A black blur smashed into the side of the monster, teetering it away from its new target. Before it could recover, Isengrim had made his way onto its back again, and he raised his rain-slicked blade and delivered the finishing blow.
The beast let out one last bellow and a spasm wracked its body. It tried to run, but its legs simply tangled. It crashed to the earth with a mighty thud that shook the land, and lay still.
Air burst into Terra’s lungs and she sucked it in greedily, allowing herself to just sit and breathe for a few moments before she picked up herself and her knife. A burning sensation spread through her leg. “I… Isengrim!” she called out.
He leaped clumsily off of the fallen creature and scrambled over to her. “Terra!” he barked, his eyes wide with worry. Terra sheathed her blade in time for him to throw his arms around her. “Thank the fates you’re alive,” he said. “I’m sorry I didn’t get there sooner.”

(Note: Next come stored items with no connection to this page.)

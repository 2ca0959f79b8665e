//! Sequential line processing: match, then aggregate.

use nginx_log_format::FormatPlan;
use tracing::{debug, info, warn};

use crate::aggregator::Aggregator;
use crate::follower::LineStream;

/// Result of processing a single line.
#[derive(Debug, Clone, Copy, PartialEq, Eq)]
pub enum LineOutcome {
    Recorded,
    Rejected,
}

/// Drives every followed line through the format plan and the aggregator.
pub struct Pipeline {
    plan: FormatPlan,
    aggregator: Aggregator,
}

impl Pipeline {
    pub fn new(plan: FormatPlan, aggregator: Aggregator) -> Self {
        Self { plan, aggregator }
    }

    pub fn plan(&self) -> &FormatPlan {
        &self.plan
    }

    pub fn aggregator(&self) -> &Aggregator {
        &self.aggregator
    }

    /// Process one line. Lines that do not match are counted and dropped.
    pub fn process_line(&self, line: &str) -> LineOutcome {
        let stats = &self.aggregator.registry().stats;
        stats.line_received();

        match self.plan.parse(line) {
            Ok(entry) => {
                stats.line_parsed();
                self.aggregator.apply(&entry);
                LineOutcome::Recorded
            }
            Err(e) => {
                warn!(line = %line, error = %e, "Failed to parse log line");
                self.aggregator.record_parse_error();
                LineOutcome::Rejected
            }
        }
    }

    /// Consume `lines` until the follower closes the stream.
    pub async fn run(self, mut lines: LineStream) {
        info!(format = %self.plan.source(), "Processing log lines");

        while let Some(line) = lines.recv().await {
            if self.process_line(&line.text) == LineOutcome::Rejected {
                debug!(offset = line.offset, "Dropped line");
            }
        }

        let stats = self.aggregator.registry().stats.snapshot();
        info!(
            lines_received = stats.lines_received,
            lines_parsed = stats.lines_parsed,
            "Line stream closed"
        );
    }
}

#[cfg(test)]
mod tests {
    use super::*;
    use crate::config::MetricsConfig;
    use crate::fields::LabelSet;
    use crate::follower::LogLine;
    use crate::metrics::MetricRegistry;
    use std::sync::Arc;
    use tokio::sync::mpsc;

    fn pipeline(template: &str) -> Pipeline {
        let registry = Arc::new(MetricRegistry::new(&MetricsConfig::default()).unwrap());
        let plan = FormatPlan::compile(template).unwrap();
        let aggregator = Aggregator::new(registry, &plan);
        Pipeline::new(plan, aggregator)
    }

    #[test]
    fn test_process_line() {
        let pipeline = pipeline("$status $request_time");

        assert_eq!(pipeline.process_line("200 0.123"), LineOutcome::Recorded);
        assert_eq!(pipeline.process_line("abc"), LineOutcome::Rejected);
        assert_eq!(pipeline.process_line("200"), LineOutcome::Rejected);

        let registry = pipeline.aggregator().registry();
        assert_eq!(registry.parse_errors.get(), 2);
        assert!(registry.request_count.contains(&LabelSet::new("200", "")));
        assert_eq!(
            registry.sample(
                "nginx_http_response_count_total",
                &[("status", "200"), ("method", "")]
            ),
            Some(1.0)
        );

        let stats = registry.stats.snapshot();
        assert_eq!(stats.lines_received, 3);
        assert_eq!(stats.lines_parsed, 1);
    }

    #[tokio::test]
    async fn test_run_until_stream_closes() {
        let pipeline = pipeline(r#"$status "$request" $request_time"#);
        let registry = pipeline.aggregator().registry().clone();
        let (tx, rx) = mpsc::channel(16);

        let lines = [
            r#"200 "GET / HTTP/1.1" 0.010"#,
            r#"404 "GET /missing HTTP/1.1" 0.002"#,
            "garbage",
            r#"200 "POST /form HTTP/1.1" 0.120"#,
            r#"200 "GET /again HTTP/1.1" 0.011"#,
        ];
        for (i, text) in lines.iter().enumerate() {
            tx.send(LogLine {
                text: text.to_string(),
                offset: i as u64,
            })
            .await
            .unwrap();
        }
        drop(tx);

        pipeline.run(rx).await;

        let count = |status: &str, method: &str| {
            registry
                .sample(
                    "nginx_http_response_count_total",
                    &[("status", status), ("method", method)],
                )
                .unwrap_or_default()
        };
        assert_eq!(count("200", "GET"), 2.0);
        assert_eq!(count("404", "GET"), 1.0);
        assert_eq!(count("200", "POST"), 1.0);
        assert_eq!(registry.parse_errors.get(), 1);
        assert_eq!(registry.stats.snapshot().lines_received, 5);
    }
}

“I’m just glad you’re okay,” Terra said. She buried her face and fingers, numb with cold, into his shaggy fur. Matted with rain though it was, his thick coat was still warm underneath.
“You saved my life,” Isengrim said. “Thank you… but I would rather that creature have gotten me than hurt you.”
“I wouldn’t have rather,” Terra said. “That’s why we’re both still alive—because we protect each other.” She was glad he’d let her take a weapon along.
Isengrim looked down at her leg. Terra followed his eyes and saw that the Monocerous must have grazed her calf with one of its tusks as it threw her, and she winced at the sight. That explained the burning pain there. “I just hate seeing you hurt,” the Werelupe said. He heaved a great sigh, but it was cut off as he cringed and clutched his side.
Terra looked closer at the area. “Oh no—you’re hurt, too,” she said. “I’m sorry…”
“I was wounded protecting you,” Isengrim said, “so it was a wound well-earned.” His eyes lifted to stare toward the village. “And… I had to protect my subjects.”
“You did great,” Terra said.
The Werelupe bowed his head, his ears turned back. “I’ve been a bad king,” he said quietly.
Terra put a hand on his arm. “I think you could be a great king,” she said. “You just have to let go of all that anger and pride that’s separating you from your non-Werelupe subjects.”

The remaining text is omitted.